■ **What is being asked**
Copy out each line below in which the string "traits" appears.

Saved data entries
_ _ _ _

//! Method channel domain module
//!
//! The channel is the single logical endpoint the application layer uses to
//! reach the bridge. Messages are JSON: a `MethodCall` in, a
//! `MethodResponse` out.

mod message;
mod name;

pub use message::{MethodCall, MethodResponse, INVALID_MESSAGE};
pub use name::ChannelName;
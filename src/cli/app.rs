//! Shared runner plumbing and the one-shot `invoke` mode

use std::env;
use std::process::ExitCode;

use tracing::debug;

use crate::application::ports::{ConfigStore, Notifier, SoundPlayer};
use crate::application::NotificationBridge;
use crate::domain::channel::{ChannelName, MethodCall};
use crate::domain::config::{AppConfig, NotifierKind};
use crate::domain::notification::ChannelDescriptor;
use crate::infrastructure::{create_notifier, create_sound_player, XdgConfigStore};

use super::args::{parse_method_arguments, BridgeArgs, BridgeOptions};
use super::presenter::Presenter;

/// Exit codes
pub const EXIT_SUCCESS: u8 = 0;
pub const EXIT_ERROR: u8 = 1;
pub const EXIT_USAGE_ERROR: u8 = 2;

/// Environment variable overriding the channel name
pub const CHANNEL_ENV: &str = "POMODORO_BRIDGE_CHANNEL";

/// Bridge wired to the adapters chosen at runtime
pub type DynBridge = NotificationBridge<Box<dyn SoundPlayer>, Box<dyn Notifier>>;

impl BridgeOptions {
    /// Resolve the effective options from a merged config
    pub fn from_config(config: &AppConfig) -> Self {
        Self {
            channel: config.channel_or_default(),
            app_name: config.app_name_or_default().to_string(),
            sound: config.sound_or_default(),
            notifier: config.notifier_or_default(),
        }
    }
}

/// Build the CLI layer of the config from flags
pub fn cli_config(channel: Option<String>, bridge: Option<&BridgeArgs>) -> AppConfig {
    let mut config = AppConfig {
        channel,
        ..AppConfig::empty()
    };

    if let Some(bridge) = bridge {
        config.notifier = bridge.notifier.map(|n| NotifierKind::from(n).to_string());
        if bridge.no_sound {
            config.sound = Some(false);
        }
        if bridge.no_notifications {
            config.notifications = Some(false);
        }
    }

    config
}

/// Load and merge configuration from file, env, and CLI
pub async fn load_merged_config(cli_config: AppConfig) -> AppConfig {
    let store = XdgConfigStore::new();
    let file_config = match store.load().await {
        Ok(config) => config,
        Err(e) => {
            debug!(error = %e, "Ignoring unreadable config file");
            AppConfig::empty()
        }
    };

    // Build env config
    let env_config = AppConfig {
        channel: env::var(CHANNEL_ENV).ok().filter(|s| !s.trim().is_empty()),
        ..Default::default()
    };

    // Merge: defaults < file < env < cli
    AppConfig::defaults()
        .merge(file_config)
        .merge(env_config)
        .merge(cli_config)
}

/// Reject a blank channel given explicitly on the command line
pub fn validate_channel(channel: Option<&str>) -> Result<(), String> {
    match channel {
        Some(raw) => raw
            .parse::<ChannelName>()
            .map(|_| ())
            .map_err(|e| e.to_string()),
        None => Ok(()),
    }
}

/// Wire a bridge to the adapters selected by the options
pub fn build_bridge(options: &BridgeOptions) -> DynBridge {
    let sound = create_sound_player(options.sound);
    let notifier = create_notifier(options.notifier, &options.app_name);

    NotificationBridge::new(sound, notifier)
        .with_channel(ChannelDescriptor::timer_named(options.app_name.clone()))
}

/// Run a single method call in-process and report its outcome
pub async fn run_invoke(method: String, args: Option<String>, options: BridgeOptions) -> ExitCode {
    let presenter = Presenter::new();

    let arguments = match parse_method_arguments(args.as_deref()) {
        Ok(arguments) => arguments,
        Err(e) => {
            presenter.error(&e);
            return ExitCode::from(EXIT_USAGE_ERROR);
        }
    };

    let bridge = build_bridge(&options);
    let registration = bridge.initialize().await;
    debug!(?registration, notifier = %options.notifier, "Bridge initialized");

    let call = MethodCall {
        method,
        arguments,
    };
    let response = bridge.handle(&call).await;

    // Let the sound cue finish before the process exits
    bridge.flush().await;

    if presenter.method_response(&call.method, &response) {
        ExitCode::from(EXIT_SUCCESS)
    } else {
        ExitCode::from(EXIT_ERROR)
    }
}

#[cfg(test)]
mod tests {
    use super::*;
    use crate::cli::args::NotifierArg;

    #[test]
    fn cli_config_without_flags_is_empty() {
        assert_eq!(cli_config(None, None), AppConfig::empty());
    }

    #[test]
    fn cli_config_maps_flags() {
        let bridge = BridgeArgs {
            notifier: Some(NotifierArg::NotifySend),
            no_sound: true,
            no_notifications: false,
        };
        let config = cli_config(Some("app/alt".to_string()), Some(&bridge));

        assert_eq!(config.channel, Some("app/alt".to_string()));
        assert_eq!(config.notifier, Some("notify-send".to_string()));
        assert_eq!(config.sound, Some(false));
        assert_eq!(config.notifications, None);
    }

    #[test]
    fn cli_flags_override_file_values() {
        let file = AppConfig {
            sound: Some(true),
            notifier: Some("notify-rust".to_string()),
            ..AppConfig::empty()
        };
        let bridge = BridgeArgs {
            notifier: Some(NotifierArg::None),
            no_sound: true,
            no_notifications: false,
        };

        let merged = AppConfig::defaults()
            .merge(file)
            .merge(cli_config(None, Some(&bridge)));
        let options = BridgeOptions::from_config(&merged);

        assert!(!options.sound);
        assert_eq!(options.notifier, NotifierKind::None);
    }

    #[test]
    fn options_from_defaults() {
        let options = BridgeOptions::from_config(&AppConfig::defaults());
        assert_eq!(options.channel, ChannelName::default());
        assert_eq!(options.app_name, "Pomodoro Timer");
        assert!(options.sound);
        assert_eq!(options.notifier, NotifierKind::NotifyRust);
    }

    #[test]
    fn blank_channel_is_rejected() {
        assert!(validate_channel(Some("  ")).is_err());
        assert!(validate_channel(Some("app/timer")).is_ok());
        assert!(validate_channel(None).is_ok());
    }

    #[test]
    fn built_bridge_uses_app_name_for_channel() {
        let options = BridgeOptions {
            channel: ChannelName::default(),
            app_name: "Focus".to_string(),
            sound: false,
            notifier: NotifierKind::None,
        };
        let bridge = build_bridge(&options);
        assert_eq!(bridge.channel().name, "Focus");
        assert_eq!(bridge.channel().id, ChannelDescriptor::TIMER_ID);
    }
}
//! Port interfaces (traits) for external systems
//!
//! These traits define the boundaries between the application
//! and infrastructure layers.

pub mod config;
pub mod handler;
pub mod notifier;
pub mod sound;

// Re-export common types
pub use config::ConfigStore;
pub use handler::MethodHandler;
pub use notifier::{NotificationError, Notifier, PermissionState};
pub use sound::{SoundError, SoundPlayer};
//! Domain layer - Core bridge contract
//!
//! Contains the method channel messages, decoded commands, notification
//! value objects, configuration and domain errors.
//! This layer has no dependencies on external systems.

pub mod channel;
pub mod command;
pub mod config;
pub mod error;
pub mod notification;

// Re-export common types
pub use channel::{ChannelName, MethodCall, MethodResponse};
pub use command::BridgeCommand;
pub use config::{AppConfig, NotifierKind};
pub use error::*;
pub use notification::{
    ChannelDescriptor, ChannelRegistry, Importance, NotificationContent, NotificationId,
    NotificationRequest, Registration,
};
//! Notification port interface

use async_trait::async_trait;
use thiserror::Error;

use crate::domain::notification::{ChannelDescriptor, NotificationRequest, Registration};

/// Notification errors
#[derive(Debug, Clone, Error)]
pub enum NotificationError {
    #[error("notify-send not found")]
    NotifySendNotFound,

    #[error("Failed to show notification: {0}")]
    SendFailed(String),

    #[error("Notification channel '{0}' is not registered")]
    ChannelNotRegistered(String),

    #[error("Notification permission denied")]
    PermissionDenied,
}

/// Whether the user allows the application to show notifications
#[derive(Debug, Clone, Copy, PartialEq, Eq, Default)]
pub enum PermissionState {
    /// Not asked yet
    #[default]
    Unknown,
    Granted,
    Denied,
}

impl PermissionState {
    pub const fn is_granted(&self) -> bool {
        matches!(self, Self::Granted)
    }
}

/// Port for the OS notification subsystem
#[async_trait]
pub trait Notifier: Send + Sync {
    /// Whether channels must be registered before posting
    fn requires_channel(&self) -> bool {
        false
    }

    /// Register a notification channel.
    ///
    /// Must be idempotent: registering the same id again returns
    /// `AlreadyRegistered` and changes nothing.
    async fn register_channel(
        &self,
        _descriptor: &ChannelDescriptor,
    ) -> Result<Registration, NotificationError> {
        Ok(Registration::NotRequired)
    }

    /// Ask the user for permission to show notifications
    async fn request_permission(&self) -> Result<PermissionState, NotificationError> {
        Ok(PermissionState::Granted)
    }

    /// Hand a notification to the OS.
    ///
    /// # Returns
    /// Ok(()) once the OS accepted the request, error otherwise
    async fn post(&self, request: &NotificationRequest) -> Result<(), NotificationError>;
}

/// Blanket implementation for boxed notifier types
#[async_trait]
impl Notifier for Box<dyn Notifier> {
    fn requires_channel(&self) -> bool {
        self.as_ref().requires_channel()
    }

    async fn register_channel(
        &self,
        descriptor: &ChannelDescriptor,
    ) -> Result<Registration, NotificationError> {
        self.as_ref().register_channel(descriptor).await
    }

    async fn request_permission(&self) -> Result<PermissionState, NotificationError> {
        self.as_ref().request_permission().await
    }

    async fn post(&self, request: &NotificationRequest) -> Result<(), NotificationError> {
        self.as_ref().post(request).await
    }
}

_ _ _ _

■ **Answer to this exercise**
//! Port interfaces (traits) for external systems
//! These traits define the boundaries between the application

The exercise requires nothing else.